第百七十六話


 80階層の階層主の顔を拝みに行きますか!


「ステファナ。レイニー。扉を開けてくれ!」

「はい!」「はい!」


 2人が扉に手をかける。

 困った事に、このダンジョン。内開きの時と外開きの時がある。どちらかに統一して欲しいと思う。


 今回は、内開きのようだ。

 6名が入った所で、階層主の部屋を結界が覆う。


 どうやら、6名で戦えということのようだ。


 中央に魔法陣ができて、光が集る。大型の魔物のようだ。


「シロ!」

「はい。僕は、中盤で抑えます」

「オリヴィエ。俺とアズリの背中を任せる。アズリ。前に出るぞ!」

「はい!」「うん♪」


「エリン。シロを頼む」

「わかった」

「リーリア。スキルで補助を!」

「はい!」


 皆に最終確認を行う


「行くぞ!」

「「「「「はい(うん)!」」」」」


 魔法陣が消えた。

 現れたのは、ベヒモス?カバと牛を足して1.5で割ったような姿形をしている。姿はどうでも良くて、大きさが今まで対峙してきた魔物と違いすぎる。10m近い体躯をしている。


 それがかなりの速度で突っ込んでくる。


 壁に激突するが、壁にもベヒモスにもダメージは無いようだ。

 エリンがまだ人形で戦っている事や、アズリもリッチの姿に戻らない事から、それほど脅威に感じていないのだろう。

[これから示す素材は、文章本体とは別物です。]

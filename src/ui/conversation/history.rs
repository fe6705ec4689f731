//! Conversation transcript display component

use crate::events::Sender;
use crate::ui::conversation::view::MessageView;
use crate::ui::text::wrap_text;
use ratatui::{
    buffer::Buffer,
    layout::Rect,
    style::{Color, Style},
    text::{Line, Span},
    widgets::{Block, Borders, Widget},
};

const STREAMING_CURSOR: &str = "▋";

/// Build the wrapped lines for every message, including blank spacers
pub fn transcript_lines(
    messages: &[MessageView],
    width: u16,
    show_timestamps: bool,
) -> Vec<Line<'static>> {
    let mut lines = Vec::new();
    for message in messages {
        lines.extend(message_lines(message, width, show_timestamps));
        lines.push(Line::from(""));
    }
    lines
}

fn message_lines(message: &MessageView, width: u16, show_timestamps: bool) -> Vec<Line<'static>> {
    let mut lines = Vec::new();

    let role_icon = match message.sender {
        Sender::User => "👤",
        Sender::Ai => "🤖",
    };
    let mut header = format!("{} {}", role_icon, message.sender.display_name());
    if show_timestamps {
        header.push(' ');
        header.push_str(&message.timestamp);
    }
    header.push(' ');
    header.push_str(&"─".repeat(20));
    lines.push(Line::from(vec![Span::styled(
        header,
        Style::default().fg(Color::DarkGray),
    )]));

    let content_style = content_style(message.sender);
    let content_lines = wrap_text(&message.text, width.saturating_sub(2) as usize);
    let last_index = content_lines.len().saturating_sub(1);
    for (i, content_line) in content_lines.into_iter().enumerate() {
        let mut spans = vec![Span::raw("  "), Span::styled(content_line, content_style)];
        if message.streaming && i == last_index {
            spans.push(Span::styled(
                STREAMING_CURSOR,
                Style::default().fg(Color::Yellow),
            ));
        }
        lines.push(Line::from(spans));
    }

    lines
}

fn content_style(sender: Sender) -> Style {
    match sender {
        Sender::User => Style::default().fg(Color::Blue),
        Sender::Ai => Style::default().fg(Color::Green),
    }
}

/// Bordered transcript showing `lines` from `offset` downwards
pub struct ConversationHistory<'a> {
    lines: &'a [Line<'static>],
    offset: usize,
}

impl<'a> ConversationHistory<'a> {
    pub fn new(lines: &'a [Line<'static>], offset: usize) -> Self {
        Self { lines, offset }
    }

    pub fn block() -> Block<'static> {
        Block::default()
            .borders(Borders::ALL)
            .title("💬 Conversation")
    }
}

impl Widget for ConversationHistory<'_> {
    fn render(self, area: Rect, buf: &mut Buffer) {
        let block = Self::block();
        let inner_area = block.inner(area);
        block.render(area, buf);

        let visible = self
            .lines
            .iter()
            .skip(self.offset)
            .take(inner_area.height as usize);
        for (i, line) in visible.enumerate() {
            buf.set_line(inner_area.x, inner_area.y + i as u16, line, inner_area.width);
        }
    }
}
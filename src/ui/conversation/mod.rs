//! Conversation UI components for the chat screen

pub mod commands;
pub mod composer;
pub mod history;
pub mod manager;
pub mod prompt_picker;
pub mod streaming;
pub mod view;

pub use manager::{ConversationAction, ConversationManager};
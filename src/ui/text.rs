use unicode_width::{UnicodeWidthChar, UnicodeWidthStr};

/// Word-wrap `text` to `width` terminal columns. Explicit newlines are kept,
/// words wider than a line are split, and empty input yields one empty line.
pub fn wrap_text(text: &str, width: usize) -> Vec<String> {
    if width == 0 {
        return vec![text.to_string()];
    }

    let mut lines = Vec::new();
    for paragraph in text.split('\n') {
        let mut current_line = String::new();
        let mut current_width = 0;

        for word in paragraph.split_whitespace() {
            let word_width = word.width();
            if current_width > 0 && current_width + 1 + word_width > width {
                lines.push(std::mem::take(&mut current_line));
                current_width = 0;
            }
            if current_width > 0 {
                current_line.push(' ');
                current_width += 1;
            }

            for ch in word.chars() {
                let ch_width = ch.width().unwrap_or(0);
                if current_width > 0 && current_width + ch_width > width {
                    lines.push(std::mem::take(&mut current_line));
                    current_width = 0;
                }
                current_line.push(ch);
                current_width += ch_width;
            }
        }

        lines.push(current_line);
    }

    lines
}
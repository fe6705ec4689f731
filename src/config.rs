use anyhow::{Context, Result};
use serde::{Deserialize, Serialize};
use std::fs;
use std::path::{Path, PathBuf};

pub const DEFAULT_MODEL: &str = "gemini-2.5-flash";
pub const DEFAULT_BASE_URL: &str = "https://generativelanguage.googleapis.com/v1beta";
pub const DEFAULT_API_KEY_ENV: &str = "GEMINI_API_KEY";

/// Main application configuration
#[derive(Debug, Clone, Serialize, Deserialize)]
#[serde(default)]
pub struct Config {
    /// Model id sent to the API
    pub model: String,

    /// API root, without a trailing slash
    pub base_url: String,

    /// Inline API key; takes precedence over the environment
    pub api_key: Option<String>,

    /// Environment variable holding the API key
    pub api_key_env: String,

    /// Optional system instruction sent with every request
    pub system_instruction: Option<String>,

    pub temperature: Option<f32>,

    pub max_output_tokens: Option<u32>,

    /// Connect timeout for the HTTP client, in seconds
    pub connect_timeout_secs: u64,

    /// UI preferences
    pub ui: UiConfig,
}

/// UI configuration
#[derive(Debug, Clone, Serialize, Deserialize)]
#[serde(default)]
pub struct UiConfig {
    pub show_timestamps: bool,
}

impl Default for UiConfig {
    fn default() -> Self {
        Self {
            show_timestamps: true,
        }
    }
}

impl Default for Config {
    fn default() -> Self {
        Config {
            model: DEFAULT_MODEL.to_string(),
            base_url: DEFAULT_BASE_URL.to_string(),
            api_key: None,
            api_key_env: DEFAULT_API_KEY_ENV.to_string(),
            system_instruction: None,
            temperature: None,
            max_output_tokens: None,
            connect_timeout_secs: 10,
            ui: UiConfig::default(),
        }
    }
}

impl Config {
    /// Directory holding the config and log files
    pub fn home_dir() -> Result<PathBuf> {
        let home = dirs::home_dir().context("Could not find home directory")?;
        Ok(home.join(".gemchat"))
    }

    /// Load configuration from the given path, or from the default location
    pub fn load(path: Option<&Path>) -> Result<Self> {
        let config_path = match path {
            Some(path) => path.to_path_buf(),
            None => Self::home_dir()?.join("config.toml"),
        };
        Self::load_from(&config_path)
    }

    /// Load configuration from a file; a missing file yields the defaults
    pub fn load_from(config_path: &Path) -> Result<Self> {
        if !config_path.exists() {
            return Ok(Config::default());
        }

        let content = fs::read_to_string(config_path)
            .with_context(|| format!("Failed to read config file {}", config_path.display()))?;
        toml::from_str(&content)
            .with_context(|| format!("Failed to parse config file {}", config_path.display()))
    }

    /// Get API key from config or environment
    pub fn get_api_key(&self) -> Option<String> {
        non_blank(self.api_key.clone())
            .or_else(|| non_blank(std::env::var(&self.api_key_env).ok()))
    }

    /// Apply command-line overrides
    pub fn with_model_override(mut self, model: Option<String>) -> Self {
        if let Some(model) = model {
            self.model = model;
        }
        self
    }
}

fn non_blank(key: Option<String>) -> Option<String> {
    key.filter(|key| !key.trim().is_empty())
}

 エリンが渡している剣で左足に斬りつける。流石にダメージは通るが致命傷には程遠い状況だ。


「エリンが付けた傷を集中攻撃!シロとリーリアは遠距離からスキル攻撃」

「はい」「はい!」


 エリンが、シロとリーリアの前に出て、ヘイトを稼ぐ。アズリが、投石でベヒモスの片目右目を潰す。


「アズリ。オリヴィエ。右目側から攻撃。俺は、左目側でヘイトを稼ぐ」

「わかった」「はい。お気をつけて!」


 右側に回って、エリンが付けた傷を狙って刀を振るう。

 解っているのか、咆哮で俺を牽制する。


 スキルも使ってくるようだ。

 石礫が飛んでくる事から、スキル岩か岩弾辺りを持っているのだろう。


 近づいて、スキルの強奪を実行する。

 上手く行けば奪えるはずだ!


 奪えた!


 レベル7岩弾


 いらねぇ・・・。

 でも、これでやっかいな岩がなくなった。

 咆哮は種族スキルなのだろう奪えそうにない。


 リーリアがオリヴィエとアズリに強化系のスキルを連続でかけている。


 強化された2人が、巨体のベヒモスに肉薄する。

 シロが練り上げたスキルを放つ。教えていた、指向性をもたせた閃光だ。残った左目を狙った。下方から上に向けての閃光をもろに目に受けて、しばらくは左目も使い物にならないだろう。


「突進と咆哮に注意しろ。足をあげたら、退避だ!」


 攻撃パターンはそれほど多くない。

 体躯を使った攻撃なので、足の動きだけを見ていれば回避もできる。


 咆哮も溜めがあるから対処がしやすい。首を振り回して左右に咆哮を振りまくようなこともない。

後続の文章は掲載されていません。